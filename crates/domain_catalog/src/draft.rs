//! Administrative input for creating or replacing catalog resources
//!
//! Counts arrive as `i64` straight from the caller and are validated into
//! `u32` by the catalog service.

use chrono::NaiveDate;
use rust_decimal::Decimal;

use core_kernel::{LocationId, Money};

#[derive(Debug, Clone)]
pub struct TourDraft {
    pub name: String,
    pub description: Option<String>,
    pub location_id: Option<LocationId>,
    pub duration_days: i64,
    pub price: Money,
    pub capacity: i64,
    /// Defaults to `capacity` on create and to the current value on update
    pub available: Option<i64>,
    pub start_date: NaiveDate,
    pub end_date: NaiveDate,
    pub guide: Option<String>,
}

#[derive(Debug, Clone)]
pub struct LodgeDraft {
    pub name: String,
    pub lodge_type: String,
    pub address: Option<String>,
    pub contact_number: Option<String>,
    pub location_id: Option<LocationId>,
    pub price_per_night: Money,
    pub total_rooms: i64,
    pub available_rooms: Option<i64>,
    pub amenities: Vec<String>,
    pub rating: Option<Decimal>,
}

#[derive(Debug, Clone)]
pub struct TransportDraft {
    pub transport_type: String,
    pub provider: String,
    pub vehicle_number: Option<String>,
    pub from_location_id: Option<LocationId>,
    pub to_location_id: Option<LocationId>,
    pub cost: Money,
    pub capacity: i64,
    pub available_seats: Option<i64>,
}
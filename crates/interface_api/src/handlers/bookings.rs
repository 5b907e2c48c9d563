//! Booking handlers
//!
//! Customers act on their own bookings; admins on anyone's.

use axum::{
    extract::{Path, Query, State},
    http::StatusCode,
    Extension, Json,
};
use validator::Validate;

use core_kernel::BookingId;
use domain_booking::{Booking, BookingRequest, BookingStatus};
use domain_catalog::{ResourceKind, ResourceRef};

use crate::auth::Claims;
use crate::dto::booking::*;
use crate::dto::parse_param;
use crate::{error::ApiError, AppState};

/// Reserves inventory and creates a PENDING booking
pub async fn create_booking(
    State(state): State<AppState>,
    Extension(claims): Extension<Claims>,
    Json(request): Json<CreateBookingRequest>,
) -> Result<(StatusCode, Json<Booking>), ApiError> {
    request.validate()?;
    let user_id = match request.user_id {
        Some(user_id) => {
            claims.require_self_or_admin(user_id)?;
            user_id
        }
        None => claims.user_id()?,
    };

    let booking = state
        .bookings
        .create(BookingRequest {
            user_id,
            resource: request.resource,
            quantity: request.quantity,
            special_requests: request.special_requests,
        })
        .await?;
    Ok((StatusCode::CREATED, Json(booking)))
}

/// Lists bookings by status, user or resource (admin only)
pub async fn list_bookings(
    State(state): State<AppState>,
    Extension(claims): Extension<Claims>,
    Query(query): Query<BookingQuery>,
) -> Result<Json<Vec<Booking>>, ApiError> {
    claims.require_admin()?;

    let bookings = if let Some(status) = query.status {
        state.bookings.list_by_status(parse_param::<BookingStatus>(&status)?).await?
    } else if let Some(user_id) = query.user_id {
        state.bookings.list_by_user(user_id).await?
    } else if let (Some(kind), Some(id)) = (query.resource_kind, query.resource_id) {
        let kind: ResourceKind = parse_param(&kind)?;
        state.bookings.list_by_resource(ResourceRef::from_parts(kind, id)).await?
    } else {
        state.bookings.list().await?
    };
    Ok(Json(bookings))
}

/// The caller's bookings, oldest first
pub async fn my_bookings(
    State(state): State<AppState>,
    Extension(claims): Extension<Claims>,
) -> Result<Json<Vec<Booking>>, ApiError> {
    Ok(Json(state.bookings.list_by_user(claims.user_id()?).await?))
}

/// Confirmed revenue and booking count (admin only)
pub async fn booking_revenue(
    State(state): State<AppState>,
    Extension(claims): Extension<Claims>,
) -> Result<Json<BookingStats>, ApiError> {
    claims.require_admin()?;
    Ok(Json(BookingStats {
        total_revenue: state.bookings.total_revenue().await?,
        count: state.bookings.count().await?,
    }))
}

pub async fn get_booking(
    State(state): State<AppState>,
    Extension(claims): Extension<Claims>,
    Path(id): Path<BookingId>,
) -> Result<Json<Booking>, ApiError> {
    Ok(Json(owned_booking(&state, &claims, id).await?))
}

/// Changes quantity or special requests of a PENDING booking
pub async fn update_booking(
    State(state): State<AppState>,
    Extension(claims): Extension<Claims>,
    Path(id): Path<BookingId>,
    Json(request): Json<UpdateBookingRequest>,
) -> Result<Json<Booking>, ApiError> {
    request.validate()?;
    owned_booking(&state, &claims, id).await?;
    Ok(Json(state.bookings.update(id, request.into()).await?))
}

pub async fn confirm_booking(
    State(state): State<AppState>,
    Extension(claims): Extension<Claims>,
    Path(id): Path<BookingId>,
) -> Result<Json<Booking>, ApiError> {
    owned_booking(&state, &claims, id).await?;
    Ok(Json(state.bookings.confirm(id).await?))
}

/// Cancels the booking and returns its units to inventory
pub async fn cancel_booking(
    State(state): State<AppState>,
    Extension(claims): Extension<Claims>,
    Path(id): Path<BookingId>,
) -> Result<Json<Booking>, ApiError> {
    owned_booking(&state, &claims, id).await?;
    Ok(Json(state.bookings.cancel(id).await?))
}

pub async fn delete_booking(
    State(state): State<AppState>,
    Extension(claims): Extension<Claims>,
    Path(id): Path<BookingId>,
) -> Result<StatusCode, ApiError> {
    owned_booking(&state, &claims, id).await?;
    state.bookings.delete(id).await?;
    Ok(StatusCode::NO_CONTENT)
}

/// Loads a booking the caller is allowed to act on
pub(crate) async fn owned_booking(
    state: &AppState,
    claims: &Claims,
    id: BookingId,
) -> Result<Booking, ApiError> {
    let booking = state.bookings.get(id).await?;
    claims.require_self_or_admin(booking.user_id)?;
    Ok(booking)
}
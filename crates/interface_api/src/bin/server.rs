//! Travel booking API server binary
//!
//! # Usage
//!
//! ```bash
//! # Run with default configuration
//! cargo run --bin travel-api
//!
//! # Run with environment variables
//! API_PORT=8080 API_DATABASE_URL=postgres://... cargo run --bin travel-api
//! ```
//!
//! # Environment Variables
//!
//! * `API_HOST` - Server host (default: 0.0.0.0)
//! * `API_PORT` - Server port (default: 8080)
//! * `API_JWT_SECRET` - JWT signing secret (required in production)
//! * `API_JWT_EXPIRATION_SECS` - JWT token expiration in seconds (default: 3600)
//! * `API_DATABASE_URL` - PostgreSQL connection string
//! * `API_DB_MAX_CONNECTIONS` - Pool size (default: 10)
//! * `API_LOG_LEVEL` - Log level when `RUST_LOG` is unset (default: info)
//! * `API_LOG_JSON` - Emit JSON log lines (default: false)
//! * `API_DEFAULT_CURRENCY` - Currency for amounts submitted without one (default: USD)

use std::net::SocketAddr;
use std::sync::Arc;

use anyhow::Context;
use tokio::net::TcpListener;
use tracing_subscriber::{layer::SubscriberExt, util::SubscriberInitExt, EnvFilter};

use core_kernel::SystemClock;
use infra_db::{
    create_pool, run_migrations, DatabaseConfig, PostgresBookingAdapter, PostgresCatalogAdapter,
    PostgresPaymentAdapter, PostgresUserAdapter,
};
use interface_api::{config::ApiConfig, create_router, AppState, Ports};

/// Initializes logging, loads configuration, connects and migrates the
/// database, then serves until Ctrl+C or SIGTERM.
#[tokio::main]
async fn main() -> anyhow::Result<()> {
    // Load .env file if present (useful for local development)
    dotenvy::dotenv().ok();

    let config = ApiConfig::from_env().context("loading configuration")?;

    init_tracing(&config.log_level, config.log_json);

    tracing::info!(
        host = %config.host,
        port = %config.port,
        "Starting travel booking API server"
    );

    let pool = create_pool(
        DatabaseConfig::new(config.database_url.clone()).max_connections(config.db_max_connections),
    )
    .await
    .context("connecting to database")?;

    run_migrations(&pool).await.context("running migrations")?;

    let ports = Ports {
        users: Arc::new(PostgresUserAdapter::new(pool.clone())),
        catalog: Arc::new(PostgresCatalogAdapter::new(pool.clone())),
        bookings: Arc::new(PostgresBookingAdapter::new(pool.clone())),
        payments: Arc::new(PostgresPaymentAdapter::new(pool)),
    };
    let state = AppState::new(ports, Arc::new(SystemClock), config.clone())
        .context("invalid default currency")?;

    let app = create_router(state);

    let addr: SocketAddr = config.server_addr().parse()?;

    tracing::info!(%addr, "Server listening");

    let listener = TcpListener::bind(addr).await?;
    axum::serve(listener, app)
        .with_graceful_shutdown(shutdown_signal())
        .await?;

    tracing::info!("Server shutdown complete");
    Ok(())
}

/// `RUST_LOG` wins over the configured level
fn init_tracing(log_level: &str, json: bool) {
    let filter = EnvFilter::try_from_default_env()
        .or_else(|_| EnvFilter::try_new(log_level))
        .unwrap_or_else(|_| EnvFilter::new("info"));

    let registry = tracing_subscriber::registry().with(filter);
    if json {
        registry
            .with(tracing_subscriber::fmt::layer().json().with_target(true))
            .init();
    } else {
        registry
            .with(tracing_subscriber::fmt::layer().with_target(true))
            .init();
    }
}

/// Waits for shutdown signal (Ctrl+C or SIGTERM).
///
/// In-flight requests complete before the process exits.
async fn shutdown_signal() {
    let ctrl_c = async {
        tokio::signal::ctrl_c()
            .await
            .expect("Failed to install Ctrl+C handler");
    };

    #[cfg(unix)]
    let terminate = async {
        tokio::signal::unix::signal(tokio::signal::unix::SignalKind::terminate())
            .expect("Failed to install signal handler")
            .recv()
            .await;
    };

    #[cfg(not(unix))]
    let terminate = std::future::pending::<()>();

    tokio::select! {
        _ = ctrl_c => {
            tracing::info!("Received Ctrl+C, initiating graceful shutdown");
        }
        _ = terminate => {
            tracing::info!("Received SIGTERM, initiating graceful shutdown");
        }
    }
}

********************

■ Exercise description: Your answer should be a single number: the count of lines in the listing that hold "complete".

■ Reply to the exercise: 2